Nimerck, 1 ernovembre.
Oui, l'automne est une belle saison. Encore du soleil, encore des feuilles aux arbres, encore des fleurs aux buissons, et le vent qui fait chanter les branches et gémit en parcourant toute la maison. Il devient, ce furieux, l'hôte avec lequel on passe au coin du feu les heures recueillies du soir. Que de souvenirs il réveilla au bruit continu de ses longs sifflements, et que de tristesses montent au cœur, chevauchées par ses tournoiements monotones! J'en ai, parfois, l'âme éperdue.
Octobre est mort. Novembre naît, dépouillant chaque jour un peu plus la terre; il fait beau, il fait froid. Je vous écris ce soir, triste jour des morts, la pensée obsédée du souvenir de mon père, souvenir cher et douloureux. J'ai porté ce matin, pour lui, au calvaire, une grande couronne toute faite de cinéraires aux feuilles d'argent et de branches flexibles de fuchsias dont les fleurs longues, délicates, minces et rouges semblent des larmes de sang.
Il dort sous un menhir, lourd bloc du pays natal; il n'a voulu rien d'autre au cimetière, affirmant ainsi aux humbles l'égalité dans la mort. Là, il nous a défendu de mettre des fleurs; seule, Hélène y porte, aux jours anniversaires, une rose France qu'elle pose, chargée d'un baiser, sur la mousse poussée au pied du rocher.
En rentrant, hasard étrange, j'ouvre un livre et je vois à la première page la signature de mon cher mort. Il a marqué ce livre d'une date: 1860 . Ce: «c'est à moi» – demeure au delà de lui enfoui dans quelques linges blancs, sous la pierre blanche. Cela m'a serré le cœur et remué toutes les fibres tristes. J'ai pensé à des choses enfantinement tendres: sa main avait frôlé ce papier.
On retourne aux sensations naïves lorsqu'on souffre. Le cœur s'accroche à tout, tout lui devient bon pour aviver sa délicate souffrance. La force de l'esprit n'est plus rien. Cela m'a fait me souvenir de Germaine qui garde précieusement les derniers souliers blancs qu'a portés son bébé, avec un peu de la boue sur laquelle son petit pied avait posé. Elle tient à cette boue qu'il a frôlée, où il a mis sa toute petite empreinte, avec la même ferveur qu'elle tient aux fleurs pâles, desséchées et flétries qui ont entouré, touché son beau petit corps mort. Bête de cœur qui paillette d'étincelles d'amour les plus infimes choses!

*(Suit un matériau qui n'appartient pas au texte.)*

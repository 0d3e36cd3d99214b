use std::collections::BTreeMap;
use std::net::SocketAddr;

use axum::{
    body::{Body, Bytes},
    extract::{ConnectInfo, OriginalUri, Query, Request},
    http::{HeaderMap, Method, Uri},
};
use futures::{stream, StreamExt};
use galaxy_log_core::common::{
    now_formatted, to_json_string, COMPANY_ID_KEY, PERMISSION_KEY, USER_ID_KEY,
};
use galaxy_log_core::record::{
    new_operation_log_record, with_company, with_ip, with_method, with_op_time, with_param,
    with_permission, with_url, with_user,
};
use galaxy_log_core::{OperationLogRecord, OplogError, Result};
use http_body::Body as HttpBody;
use tracing::debug;

/// Raw header text; bytes outside UTF-8 are replaced rather than dropped.
fn header_value(headers: &HeaderMap, key: &str) -> String {
    headers
        .get(key)
        .map(|h| String::from_utf8_lossy(h.as_bytes()).into_owned())
        .unwrap_or_default()
}

/// Reads actor identity and request metadata into a new record.
///
/// Fails with [`OplogError::Validation`] before the body is touched when
/// `CompanyID` or `UserID` is missing or empty. `Permission` is optional.
/// At most `max_param_bytes` of a request body are buffered for the param.
pub async fn base_info(
    request: &mut Request,
    module: &str,
    trace: &str,
    max_param_bytes: Option<usize>,
) -> Result<OperationLogRecord> {
    let headers = request.headers();
    let identity = new_operation_log_record(
        module,
        trace,
        vec![
            with_user(header_value(headers, USER_ID_KEY)),
            with_company(header_value(headers, COMPANY_ID_KEY)),
            with_permission(header_value(headers, PERMISSION_KEY)),
        ],
    );
    identity.validate_base()?;

    let method = request.method().to_string();
    let url = request_uri(request);
    let ip = client_addr(request);
    let op_time = now_formatted();
    let param = request_param(request, max_param_bytes).await;

    Ok(identity.with_options(vec![
        with_method(method),
        with_url(url),
        with_ip(ip),
        with_op_time(op_time),
        with_param(param),
    ]))
}

/// Path and query as the client sent them, including any prefix a nesting
/// router stripped.
fn request_uri(request: &Request) -> String {
    let uri = match request.extensions().get::<OriginalUri>() {
        Some(OriginalUri(original)) => original,
        None => request.uri(),
    };
    uri.path_and_query()
        .map(|pq| pq.as_str().to_string())
        .unwrap_or_else(|| uri.path().to_string())
}

/// Peer address when the server exposes connect info, else the first
/// forwarded hop.
pub fn client_addr(request: &Request) -> String {
    if let Some(ConnectInfo(addr)) = request.extensions().get::<ConnectInfo<SocketAddr>>() {
        return addr.to_string();
    }

    request
        .headers()
        .get("x-forwarded-for")
        .or_else(|| request.headers().get("x-real-ip"))
        .and_then(|v| v.to_str().ok())
        .map(|s| s.split(',').next().unwrap_or(s).trim().to_string())
        .unwrap_or_default()
}

/// String form of the request parameters for the audit record.
///
/// Bodies of POST/PUT/DELETE are read once and put back as a fresh body, so
/// the handler still sees every byte. GET yields the query as JSON. Any other
/// method, a body that fails to read, or one larger than `max_bytes` yields
/// an empty string.
pub async fn request_param(request: &mut Request, max_bytes: Option<usize>) -> String {
    match *request.method() {
        Method::POST | Method::PUT | Method::DELETE => {
            if request.body().is_end_stream() {
                return String::new();
            }
            match tee_body(request, max_bytes).await {
                Ok(bytes) => String::from_utf8_lossy(&bytes).into_owned(),
                Err(e) => {
                    debug!(error = %e, "Request body not logged, using empty param");
                    String::new()
                }
            }
        }
        Method::GET => query_param(request.uri()),
        _ => String::new(),
    }
}

enum Drain {
    Complete,
    Overflow(usize),
    Failed(axum::Error),
}

/// Drains the original body exactly once, then installs a replacement that
/// replays the drained bytes from the start.
///
/// A read error is replayed to the handler after the bytes that preceded it.
/// Past `limit` draining stops: the handler gets the bytes read so far
/// followed by the unread rest of the original stream.
async fn tee_body(request: &mut Request, limit: Option<usize>) -> Result<Bytes> {
    let original = std::mem::replace(request.body_mut(), Body::empty());
    let mut data = original.into_data_stream();
    let mut captured: Vec<u8> = Vec::new();

    let drain = loop {
        match data.next().await {
            None => break Drain::Complete,
            Some(Ok(bytes)) => {
                captured.extend_from_slice(&bytes);
                if let Some(limit) = limit.filter(|l| captured.len() > *l) {
                    break Drain::Overflow(limit);
                }
            }
            Some(Err(e)) => break Drain::Failed(e),
        }
    };

    let captured = Bytes::from(captured);
    match drain {
        Drain::Complete => {
            drop(data);
            *request.body_mut() = Body::from(captured.clone());
            Ok(captured)
        }
        Drain::Overflow(limit) => {
            let head = stream::iter(vec![Ok::<Bytes, axum::Error>(captured)]);
            *request.body_mut() = Body::from_stream(head.chain(data));
            Err(OplogError::BodyRead(format!(
                "request body exceeds {} bytes",
                limit
            )))
        }
        Drain::Failed(e) => {
            drop(data);
            let message = e.to_string();
            let mut replay = Vec::with_capacity(2);
            if !captured.is_empty() {
                replay.push(Ok(captured));
            }
            replay.push(Err(e));
            *request.body_mut() = Body::from_stream(stream::iter(replay));
            Err(OplogError::BodyRead(message))
        }
    }
}

/// Query pairs grouped by key, keys sorted, values in order of appearance.
fn query_param(uri: &Uri) -> String {
    match Query::<Vec<(String, String)>>::try_from_uri(uri) {
        Ok(Query(pairs)) => {
            let mut values: BTreeMap<String, Vec<String>> = BTreeMap::new();
            for (key, value) in pairs {
                values.entry(key).or_default().push(value);
            }
            to_json_string(&values)
        }
        Err(e) => {
            debug!(error = %e, "Query string unparsable, logging empty param");
            String::new()
        }
    }
}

Je suis triste aujourd'hui de mes souvenirs, triste d'une tristesse profonde; elle met des larmes à mes cils sans que je pleure: Une tristesse faite d'un vague effroi de l'aridité de ma vie à venir, si j'ose déduire et conclure du connu à l'inconnu.

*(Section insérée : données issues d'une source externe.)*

use std::env;
use std::fmt;
use std::net::{IpAddr, SocketAddr};

const DEFAULT_HOST: &str = "127.0.0.1";
const DEFAULT_PORT: u16 = 8080;
const DEFAULT_LOG_LEVEL: &str = "info";

/// Distinguishes runtime behavior for different stages of the service.
#[derive(Debug, Clone, Copy, PartialEq, Eq)]
pub enum AppEnvironment {
    Development,
    Test,
    Production,
}

impl AppEnvironment {
    fn from_str(value: &str) -> Self {
        match value.trim().to_ascii_lowercase().as_str() {
            "prod" | "production" => Self::Production,
            "test" | "ci" => Self::Test,
            _ => Self::Development,
        }
    }
}

/// Top-level configuration for the points service.
#[derive(Debug, Clone)]
pub struct AppConfig {
    pub environment: AppEnvironment,
    pub server: ServerConfig,
    pub telemetry: TelemetryConfig,
}

impl AppConfig {
    /// Reads `APP_*` variables, consulting a `.env` file first when present.
    pub fn load() -> Result<Self, ConfigError> {
        dotenvy::dotenv().ok();

        let environment = AppEnvironment::from_str(
            &env::var("APP_ENV").unwrap_or_else(|_| "development".to_string()),
        );

        let host = env::var("APP_HOST").unwrap_or_else(|_| DEFAULT_HOST.to_string());
        let port = match env::var("APP_PORT") {
            Ok(raw) => raw
                .trim()
                .parse::<u16>()
                .map_err(|_| ConfigError::InvalidPort { value: raw })?,
            Err(_) => DEFAULT_PORT,
        };

        let log_level = env::var("APP_LOG_LEVEL").unwrap_or_else(|_| DEFAULT_LOG_LEVEL.to_string());

        Ok(Self {
            environment,
            server: ServerConfig { host, port },
            telemetry: TelemetryConfig { log_level },
        })
    }
}

/// Settings controlling the HTTP server binding.
#[derive(Debug, Clone)]
pub struct ServerConfig {
    pub host: String,
    pub port: u16,
}

impl ServerConfig {
    pub fn socket_addr(&self) -> Result<SocketAddr, ConfigError> {
        if self.host.eq_ignore_ascii_case("localhost") {
            return Ok(SocketAddr::new(IpAddr::from([127, 0, 0, 1]), self.port));
        }

        let ip: IpAddr = self
            .host
            .parse()
            .map_err(|source| ConfigError::InvalidHost {
                value: self.host.clone(),
                source,
            })?;

        Ok(SocketAddr::new(ip, self.port))
    }
}

/// Tracing controls.
#[derive(Debug, Clone)]
pub struct TelemetryConfig {
    pub log_level: String,
}

#[derive(Debug)]
pub enum ConfigError {
    InvalidPort {
        value: String,
    },
    InvalidHost {
        value: String,
        source: std::net::AddrParseError,
    },
}

impl fmt::Display for ConfigError {
    fn fmt(&self, f: &mut fmt::Formatter<'_>) -> fmt::Result {
        match self {
            ConfigError::InvalidPort { value } => {
                write!(f, "APP_PORT must be a valid u16, got '{value}'")
            }
            ConfigError::InvalidHost { value, .. } => {
                write!(f, "APP_HOST must parse to an IPv4 or IPv6 address, got '{value}'")
            }
        }
    }
}

impl std::error::Error for ConfigError {
    fn source(&self) -> Option<&(dyn std::error::Error + 'static)> {
        match self {
            ConfigError::InvalidPort { .. } => None,
            ConfigError::InvalidHost { source, .. } => Some(source),
        }
    }
}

Mais je ne veux pas plus longtemps vous ennuyer de ces choses. Adieu, mon ami. Je vous envoie mes meilleures pensées d'automne dorées encore par un peu de soleil, comme sont les feuilles mortes que le vent de mer fait, en ce moment, tourbillonner autour de nos dernières fleurs.
Nimerck, 15 novembre.
Vous n'avez pas répondu à ma dernière lettre et cela m'a fait un peu de peine. Je devrais pourtant faire grâce à votre paresse… pour ce qui nous doit lier et ce que j'attends de vous, vous êtes bien tel que vous êtes. Je vous demande seulement de ne pas trop m'oublier, vous soupçonnant une tendance à aimer particulièrement, comme le chat, ceux avec qui vous êtes toujours.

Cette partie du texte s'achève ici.